Correlations between state support and political stances have unsurprising similarities, but both Republican and Democratic alignments have shown 2-4% increases from 2012-2013.
Oregon and Alaska will ask voters to decide whether marijuana should be legal in their state this November. If Florida votes in favor of medical marijuana, it would create a second marijuana-friendly zone on the east coast. Travelers from New York or New Jersey bringing their medical pot to Florida could face prosecution in Georgia, Virginia and Alabama, where possession is illegal.
In Oklahoma, medical marijuana is the subject of several petitions, while another petition is proposing wider legalization. Shifting attitudes and guidelines are creating a state-by-state patchwork wherein travelers can quickly find themselves in trouble if they’re not careful.
California, Oregon and Washington State were the first states to legalize pot for medicinal uses. Between 1999 and 2010, ten more states joined them. The rate of states allowing medicinal marijuana is rising, with ten more joining the group in the last four years.
Medical marijuana is typically prescribed to treat pain or for specific conditions like glaucoma. A new study by Dr. Marcus Bachhuber of the Philadelphia Veterans Affairs Medical Center and the University of Pennsylvania, however, claims that it may have broader public health benefits. According to the study reported in the Globe and Mail, states in which medical marijuana is legal have seen deaths due to opioid overdoses drop by 25%.
Researchers don’t know how opioid deaths and medicinal marijuana are connected. Opioid overdose deaths increased across the US from 4,030 in 1999 to 16,651 in 2010, the years covered by Bachhuber’s study. Three quarters of those totals involved prescription pain killers. While researchers are hesitant to draw a strong conclusion from this correlation, the use of medical marijuana to treat pain may be helping to decrease patient deaths from other pain killers. Researchers say more work must be done to expand our understanding of the public health benefits of medical marijuana.

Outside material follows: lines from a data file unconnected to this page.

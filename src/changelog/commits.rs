//! changelog::commits
//!
//! Second pass: commits that no pull request accounts for.
//!
//! Commit history is filtered server-side to the window and walked in full.
//! A commit is skipped when its sha was recorded by the pull request pass, or
//! when the host reports at least one pull request associated with it. The
//! second check catches squash and rebase merges, and PRs merged outside the
//! window, whose merge sha never matches the commit listed here.

use serde::de::IgnoredAny;
use tracing::{debug, info};

use super::entry::{ChangelogEntry, LinkStyle};
use super::pulls::SeenShas;
use crate::core::window::Window;
use crate::forge::{
    decode_page, fetch_pages, CommitRecord, Diagnostic, ForgeError, PageSource, Pages,
    RepoEndpoints,
};

/// Result of the commit pass.
#[derive(Debug, Default)]
pub struct CommitPass {
    /// One entry per standalone commit
    pub entries: Vec<ChangelogEntry>,
    /// Commits inspected across all pages
    pub considered: usize,
    /// Commits skipped because a collected PR already covers them
    pub already_seen: usize,
    /// Commits skipped because the host links them to some PR
    pub with_pulls: usize,
    /// Pagination anomaly, if the history walk ended on one
    pub diagnostic: Option<Diagnostic>,
}

/// Collect entries for commits in `window` that are not covered by a pull
/// request.
///
/// Issues one extra request per commit not found in `seen`.
///
/// # Errors
///
/// Transport errors and undecodable pages abort the pass.
pub async fn reconcile_commits(
    source: &dyn PageSource,
    endpoints: &RepoEndpoints,
    window: &Window,
    seen: &SeenShas,
    style: LinkStyle,
) -> Result<CommitPass, ForgeError> {
    let mut pass = CommitPass::default();
    let mut pages = Pages::new(source, endpoints.commits_in(window));

    while let Some(body) = pages.next_page().await? {
        let commits: Vec<CommitRecord> = decode_page(&body, "commit page")?;

        for commit in commits {
            pass.considered += 1;

            if seen.contains(&commit.sha) {
                pass.already_seen += 1;
                continue;
            }

            if has_associated_pulls(source, endpoints, &commit.sha).await? {
                debug!(sha = %commit.short_sha(), "commit belongs to a pull request");
                pass.with_pulls += 1;
                continue;
            }

            pass.entries.push(ChangelogEntry::for_commit(&commit, style));
        }
    }
    pass.diagnostic = pages.diagnostic();

    info!(
        considered = pass.considered,
        already_seen = pass.already_seen,
        with_pulls = pass.with_pulls,
        standalone = pass.entries.len(),
        "commit pass complete"
    );
    Ok(pass)
}

/// Whether the host links `sha` to at least one pull request.
///
/// Only the first page is read.
pub async fn has_associated_pulls(
    source: &dyn PageSource,
    endpoints: &RepoEndpoints,
    sha: &str,
) -> Result<bool, ForgeError> {
    let mut found = false;
    fetch_pages(source, &endpoints.commit_pulls(sha), |body| {
        let pulls: Vec<IgnoredAny> = decode_page(body, "associated pull request page")?;
        found = !pulls.is_empty();
        Ok(false)
    })
    .await?;
    Ok(found)
}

Marijuana has been legal for medicinal purposes in Washington for 16 years. Purchase and possession of one ounce or less is now legal for everyone. Medicinal marijuana users can possess up to 24 ounces, but smoking in public is subject to a fine of $100.
Idaho is surrounded by more lenient neighbors, but punishes possession of three ounces with up to a year in jail along with a fine of $1,000. Advocates accuse the state police of intentionally targeting interstate travelers using license plate readers. Marijuana seized by police is up from 131.2 pounds in 2011 to 645 pounds in 2012 and 721.5 in 2013. Drug-related arrests are rising and advocates claim out-of-state drivers are often asked about whether they possess contraband before they’re informed of why they were stopped.
Joshua Mularski was traveling from Washington with a lapsed vehicle registration when he was stopped by Idaho police. Officer Christopher Thompson noticed a strong smell of marijuana coming from the vehicle and ordered Mularski to exit the vehicle.
Stating that he had no intention to sell pot in Idaho, Mularski told Thompson he was a grower in Washington who sold to licensed users. The officer informed him that bringing any marijuana across state lines “was a mistake.”
Mularski faced a maximum sentence of a year in prison and a $1,000 fine. A typical conviction is more often 2 – 10 days in prison with probation. That Mularski was able to agree to a $500 bond and have his case dismissed was a blessing. Other travelers may not be so lucky.